Thursday, July 27, 2023

Biden's Vietnam

 -- By Tom Phillips

Newsweek Photos 

Alea jacta est -- the die is cast.  Never has an empire cast its die so hesitantly, half-heartedly, vaguely or weakly.  But when President Biden agreed to grant NATO membership to Ukraine -- with no timetable or conditions attached -- he committed the western alliance to a mission impossible: a fight to the finish against the one country in the world that is built to fight forever. 

Russia will outlast any western offensive partly because of its size, but mostly because it is a permanently militarized fortress state. Government in Russia is inseparable from defense.  The Kremlin bears no resemblance to the White House or Buckingham Palace.  It stands at Moscow's highest elevation, surrounded by a 10- to 20-foot-thick brick wall that rises to 62 feet.  Inside the walls are treasures of Russian civilization, along with vintage cannons and piles of cannonballs, symbols of Russian resistance and resilience. Russian military tactics are ruthless, targeting soldiers and civilians with little concern for optics or world opinion. 

Russia has survived attacks from the West going back to the Dark Ages -- Goths and Huns, Norse and Swedes and Poles all came against them, and were turned back.  In modern times the French and German Empires --Napoleon, then Hitler -- attacked and were humiliated.  NATO is next.

The West sees Russia’s invasion of Ukraine as aggression, or imperialism, but to Russia it is defense of its own territory. The word Ukraine in Russian means "borderland."  Russia was formed a thousand years ago in the "Kievan Rus," now covered by parts of Ukraine, Belarus and western Russia.  Russia's first capital was Kyiv.  One-third of people in Ukraine still speak Russian and identify as Russian.  Parallels are far-fetched -- but let us say Ukraine is to the Kremlin what the North Atlantic Ocean is to the US and Canada – a geographic barrier essential to national security. 

If Russia is a fortress, NATO is more like a parade, a show of flags. Originally a 12-nation alliance in Western Europe, it now comprises 31 nations all over Europe, most of them far from the North Atlantic, many of them militarily insignificant. Why would the United States seek a mutual defense pact with Bulgaria, or Lithuania?   Historians Thomas Meaney and Grey Anderson argue critically that the real reason for NATO’s multiplication since the 1990’s has been to open markets for US business.  Former deputy secretary of state Stephen A. Biegun seems to confirm that line in a recent Washington Post column.  He and Marc Thiessen argue NATO membership for Ukraine would ensure peace, create confidence and encourage investors.  “A stable, sovereign and prosperous Ukraine will be a customer and trading partner for America.
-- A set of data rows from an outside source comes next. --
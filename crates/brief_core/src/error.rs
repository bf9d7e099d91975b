use thiserror::Error;

#[derive(Error, Debug)]
pub enum Error {
    #[error("Configuration error: {0}")]
    Configuration(String),

    #[error("Invalid input: {0}")]
    InvalidInput(String),

    #[error("Framework error: {0}")]
    Framework(String),

    #[error("IO error: {0}")]
    Io(#[from] std::io::Error),

    #[error("Serialization error: {0}")]
    Serialization(#[from] serde_json::Error),

    #[error("HTTP error: {0}")]
    Http(#[from] reqwest::Error),

    #[error("External error: {0}")]
    External(#[from] anyhow::Error),
}

/// Coarse classification used by callers that only care about who is at fault.
#[derive(Debug, Clone, Copy, PartialEq, Eq)]
pub enum ErrorKind {
    Configuration,
    InvalidInput,
    Framework,
}

impl Error {
    /// Transport and serialization failures surface while the backend is
    /// running, so they count as framework errors.
    pub fn kind(&self) -> ErrorKind {
        match self {
            Error::Configuration(_) => ErrorKind::Configuration,
            Error::InvalidInput(_) => ErrorKind::InvalidInput,
            Error::Framework(_)
            | Error::Io(_)
            | Error::Serialization(_)
            | Error::Http(_)
            | Error::External(_) => ErrorKind::Framework,
        }
    }

    pub fn is_configuration(&self) -> bool {
        self.kind() == ErrorKind::Configuration
    }

    pub fn is_invalid_input(&self) -> bool {
        self.kind() == ErrorKind::InvalidInput
    }
}

pub type Result<T> = std::result::Result<T, Error>;
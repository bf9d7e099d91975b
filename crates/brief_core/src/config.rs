use serde::{Deserialize, Serialize};
use std::path::Path;

use crate::hardware::HardwareConfig;
use crate::{Error, Result};

pub const SUMMARIZATION_TASK: &str = "summarization";
pub const DEFAULT_MODEL: &str = "facebook/bart-large-cnn";
pub const DEFAULT_NUM_BEAMS: usize = 3;
pub const DEFAULT_MAX_INPUT_LENGTH: usize = 500;
pub const DEFAULT_MAX_LENGTH: usize = 100;

/// Decoding hyperparameters passed through to the backend.
#[derive(Debug, Clone, PartialEq, Eq, Serialize, Deserialize)]
#[serde(default)]
pub struct GenerationConfig {
    pub num_beams: usize,
    /// Input cap, in tokens.
    pub max_input_length: usize,
    /// Output cap, in tokens.
    pub max_length: usize,
    pub truncation: bool,
}

impl Default for GenerationConfig {
    fn default() -> Self {
        Self {
            num_beams: DEFAULT_NUM_BEAMS,
            max_input_length: DEFAULT_MAX_INPUT_LENGTH,
            max_length: DEFAULT_MAX_LENGTH,
            truncation: true,
        }
    }
}

#[derive(Debug, Clone, PartialEq, Serialize, Deserialize)]
#[serde(default)]
pub struct PipelineConfig {
    pub task: String,
    pub model: String,
    pub tokenizer: String,
    /// Identifier the model architecture config is resolved from.
    pub model_config: String,
    pub hardware: HardwareConfig,
    pub generation: GenerationConfig,
}

impl Default for PipelineConfig {
    fn default() -> Self {
        Self {
            task: SUMMARIZATION_TASK.to_string(),
            model: DEFAULT_MODEL.to_string(),
            tokenizer: DEFAULT_MODEL.to_string(),
            model_config: DEFAULT_MODEL.to_string(),
            hardware: HardwareConfig::default(),
            generation: GenerationConfig::default(),
        }
    }
}

impl PipelineConfig {
    /// Point model, tokenizer and architecture config at the same checkpoint.
    pub fn with_model(mut self, model: impl Into<String>) -> Self {
        let model = model.into();
        self.tokenizer = model.clone();
        self.model_config = model.clone();
        self.model = model;
        self
    }

    pub fn with_hardware(mut self, hardware: HardwareConfig) -> Self {
        self.hardware = hardware;
        self
    }

    /// Load a JSON configuration file. Missing fields take their defaults.
    pub fn from_file(path: impl AsRef<Path>) -> Result<Self> {
        let path = path.as_ref();
        let raw = std::fs::read_to_string(path).map_err(|e| {
            Error::Configuration(format!("cannot read config file {}: {}", path.display(), e))
        })?;
        let config: Self = serde_json::from_str(&raw).map_err(|e| {
            Error::Configuration(format!("invalid config file {}: {}", path.display(), e))
        })?;
        config.validate()?;
        tracing::debug!("Loaded pipeline config from {}", path.display());
        Ok(config)
    }

    pub fn validate(&self) -> Result<()> {
        if self.task != SUMMARIZATION_TASK {
            return Err(Error::Configuration(format!(
                "unsupported task `{}`, expected `{}`",
                self.task, SUMMARIZATION_TASK
            )));
        }
        for (field, value) in [
            ("model", &self.model),
            ("tokenizer", &self.tokenizer),
            ("model_config", &self.model_config),
        ] {
            if value.trim().is_empty() {
                return Err(Error::Configuration(format!("{} must not be empty", field)));
            }
        }
        if self.generation.num_beams == 0 {
            return Err(Error::Configuration("num_beams must be at least 1".to_string()));
        }
        if self.generation.max_input_length == 0 || self.generation.max_length == 0 {
            return Err(Error::Configuration(
                "max_input_length and max_length must be at least 1".to_string(),
            ));
        }
        self.hardware.validate()
    }
}
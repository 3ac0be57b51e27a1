//! `chrome.*` implementation of the coordinator's host capabilities

use async_trait::async_trait;
use caf_core::host::{Badge, Permissions, Platform, Scripting, Tabs};
use caf_core::types::TabInfo;
use caf_core::{ExtensionMessage, HostError, TabId};
use serde_json::json;

use crate::chrome::{self, call, from_js, get_field, to_js};

pub struct ChromeHost {
    content_script_file: String,
}

impl ChromeHost {
    pub fn new(content_script_file: impl Into<String>) -> Self {
        Self {
            content_script_file: content_script_file.into(),
        }
    }
}

#[async_trait(?Send)]
impl Tabs for ChromeHost {
    async fn active_tab(&self) -> Result<Option<TabInfo>, HostError> {
        let query = to_js(&json!({ "active": true, "currentWindow": true }))?;
        let tabs = call(chrome::tabs_query(&query)).await?;
        let tabs: Vec<TabInfo> = from_js(tabs)?;
        Ok(tabs.into_iter().next())
    }

    async fn get_tab(&self, tab_id: TabId) -> Result<TabInfo, HostError> {
        from_js(call(chrome::tabs_get(tab_id)).await?)
    }

    async fn send_to_tab(&self, tab_id: TabId, message: &ExtensionMessage) -> Result<(), HostError> {
        let message = to_js(message)?;
        call(chrome::tabs_send_message(tab_id, &message)).await?;
        Ok(())
    }
}

#[async_trait(?Send)]
impl Scripting for ChromeHost {
    async fn inject_content_script(&self, tab_id: TabId) -> Result<(), HostError> {
        let injection = to_js(&json!({
            "target": { "tabId": tab_id },
            "files": [self.content_script_file],
        }))?;
        call(chrome::scripting_execute_script(&injection)).await?;
        Ok(())
    }
}

#[async_trait(?Send)]
impl Permissions for ChromeHost {
    async fn contains_origins(&self, origins: &[String]) -> Result<bool, HostError> {
        let query = to_js(&json!({ "origins": origins }))?;
        let granted = call(chrome::permissions_contains(&query)).await?;
        Ok(granted.as_bool().unwrap_or(false))
    }
}

#[async_trait(?Send)]
impl Badge for ChromeHost {
    async fn set_badge_text(&self, tab_id: TabId, text: &str) -> Result<(), HostError> {
        let details = to_js(&json!({ "tabId": tab_id, "text": text }))?;
        call(chrome::action_set_badge_text(&details)).await?;
        Ok(())
    }

    async fn set_badge_color(&self, tab_id: TabId, color: &str) -> Result<(), HostError> {
        let details = to_js(&json!({ "tabId": tab_id, "color": color }))?;
        call(chrome::action_set_badge_background_color(&details)).await?;
        Ok(())
    }
}

#[async_trait(?Send)]
impl Platform for ChromeHost {
    async fn operating_system(&self) -> Result<String, HostError> {
        let info = call(chrome::runtime_get_platform_info()).await?;
        get_field(&info, "os")
            .and_then(|os| os.as_string())
            .ok_or(HostError::Unavailable("runtime.getPlatformInfo().os"))
    }
}
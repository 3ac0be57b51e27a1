//! Per-domain automation rules
//!
//! One [`DomainRuleset`] per registrable domain, stored under
//! `rule:<rootDomain>` in the durable store. A ruleset that ends up with no
//! domain-wide flag and no pages is deleted rather than written back.

use std::rc::Rc;
use std::time::{SystemTime, UNIX_EPOCH};

use crate::error::StorageError;
use crate::psl::DomainResolver;
use crate::storage::{get_record, set_record, KeyValueStore};
use crate::types::{DomainRuleset, RuleState, RuleType};
use crate::url::is_web_url;

/// Storage key prefix for rulesets.
pub const RULE_KEY_PREFIX: &str = "rule";

/// Storage key for a root domain.
pub fn domain_key(root_domain: &str) -> String {
    format!("{RULE_KEY_PREFIX}:{root_domain}")
}

// =============================================================================
// Clock
// =============================================================================

/// Source of ruleset creation timestamps.
pub trait Clock {
    /// Milliseconds since the Unix epoch.
    fn now_ms(&self) -> u64;
}

/// Wall clock. Not available on `wasm32-unknown-unknown`; the wasm crate
/// supplies its own.
#[derive(Debug, Clone, Copy, Default)]
pub struct SystemClock;

impl Clock for SystemClock {
    fn now_ms(&self) -> u64 {
        SystemTime::now()
            .duration_since(UNIX_EPOCH)
            .map(|d| d.as_millis() as u64)
            .unwrap_or(0)
    }
}

// =============================================================================
// Rule Manager
// =============================================================================

pub struct RuleManager<S> {
    store: S,
    resolver: Rc<DomainResolver>,
    clock: Box<dyn Clock>,
}

impl<S: KeyValueStore> RuleManager<S> {
    pub fn new(store: S, resolver: Rc<DomainResolver>, clock: Box<dyn Clock>) -> Self {
        Self { store, resolver, clock }
    }

    /// Registrable domain of `url`, if it has one.
    pub fn root_domain(&self, url: &str) -> Option<String> {
        self.resolver.root_domain(url)
    }

    fn key_for_url(&self, url: &str) -> Option<String> {
        self.root_domain(url).map(|root| domain_key(&root))
    }

    async fn load(&self, key: &str) -> Result<Option<DomainRuleset>, StorageError> {
        get_record(&self.store, key).await
    }

    async fn load_or_create(&self, key: &str) -> Result<DomainRuleset, StorageError> {
        Ok(self
            .load(key)
            .await?
            .unwrap_or_else(|| DomainRuleset::new(self.clock.now_ms())))
    }

    /// Persist `ruleset`, or delete it once it carries no rule.
    async fn save(&self, key: &str, ruleset: &DomainRuleset) -> Result<(), StorageError> {
        if ruleset.is_empty() {
            log::debug!("Ruleset {key} is empty, deleting");
            self.store.remove(key).await
        } else {
            set_record(&self.store, key, ruleset).await
        }
    }

    /// Auto-activate on this exact page. No-op without a root domain.
    pub async fn add_page_rule(&self, url: &str) -> Result<(), StorageError> {
        let Some(key) = self.key_for_url(url) else {
            log::debug!("No root domain for {url}, page rule ignored");
            return Ok(());
        };

        let mut ruleset = self.load_or_create(&key).await?;
        if !ruleset.pages.iter().any(|page| page == url) {
            ruleset.pages.push(url.to_string());
        }
        self.save(&key, &ruleset).await
    }

    /// Auto-activate on the whole root domain. Existing pages are kept.
    pub async fn add_domain_rule(&self, url: &str) -> Result<(), StorageError> {
        let Some(key) = self.key_for_url(url) else {
            log::debug!("No root domain for {url}, domain rule ignored");
            return Ok(());
        };

        let mut ruleset = self.load_or_create(&key).await?;
        ruleset.is_domain_wide = true;
        self.save(&key, &ruleset).await
    }

    pub async fn remove_page_rule(&self, url: &str) -> Result<(), StorageError> {
        let Some(key) = self.key_for_url(url) else {
            return Ok(());
        };
        let Some(mut ruleset) = self.load(&key).await? else {
            return Ok(());
        };

        ruleset.pages.retain(|page| page != url);
        self.save(&key, &ruleset).await
    }

    pub async fn remove_domain_rule(&self, url: &str) -> Result<(), StorageError> {
        let Some(key) = self.key_for_url(url) else {
            return Ok(());
        };
        let Some(mut ruleset) = self.load(&key).await? else {
            return Ok(());
        };

        ruleset.is_domain_wide = false;
        self.save(&key, &ruleset).await
    }

    pub async fn add_rule(&self, rule_type: RuleType, url: &str) -> Result<(), StorageError> {
        match rule_type {
            RuleType::Page => self.add_page_rule(url).await,
            RuleType::Domain => self.add_domain_rule(url).await,
        }
    }

    pub async fn remove_rule(&self, rule_type: RuleType, url: &str) -> Result<(), StorageError> {
        match rule_type {
            RuleType::Page => self.remove_page_rule(url).await,
            RuleType::Domain => self.remove_domain_rule(url).await,
        }
    }

    /// Rules matching `url`, or None when nothing applies.
    pub async fn get_rule_state(&self, url: &str) -> Result<Option<RuleState>, StorageError> {
        if !is_web_url(url) {
            return Ok(None);
        }
        let Some(root_domain) = self.root_domain(url) else {
            return Ok(None);
        };
        let Some(ruleset) = self.load(&domain_key(&root_domain)).await? else {
            return Ok(None);
        };

        let has_page_rule = ruleset.pages.iter().any(|page| page == url);
        let has_domain_rule = ruleset.is_domain_wide;
        if !has_page_rule && !has_domain_rule {
            return Ok(None);
        }

        Ok(Some(RuleState {
            has_page_rule,
            has_domain_rule,
            root_domain,
        }))
    }
}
An unstable Ukraine, under constant threat from Russia, will be a continual drain on US resources,” they write.

Handing out NATO membership to potential customers and trading partners has now stuck the US and its allies with responsibility for the legitimate fears of tiny countries like Lithuania.  It will hardly assuage those fears by escalating an unwinnable war in Ukraine.  Right now, the US is sending cluster bombs to Ukraine that will kill and maim Ukrainian civilians, including children, for years to come.  Meanwhile it is pressing Ukrainian troops to be more aggressive, to fight to their deaths.  This is a drain on Ukraine's resources – the most precious of them -- far more than any sacrifice for us.

The US wants Ukraine to sacrifice thousands more soldiers and civilians on a killing field strewn with every conceivable kind of mine, and under relentless artillery fire. For what? Battlefield reports make it clear that Russia has clawed back its buffer in Ukraine, and nothing short of nuclear attack will dislodge it.  

Ukraine is already Biden's Vietnam.  It could be NATO's Waterloo.

 

-- Copyright 2023 by Tom Phillips 

1 comment:

  1. Very discerning and provocative. Thanks, Tom.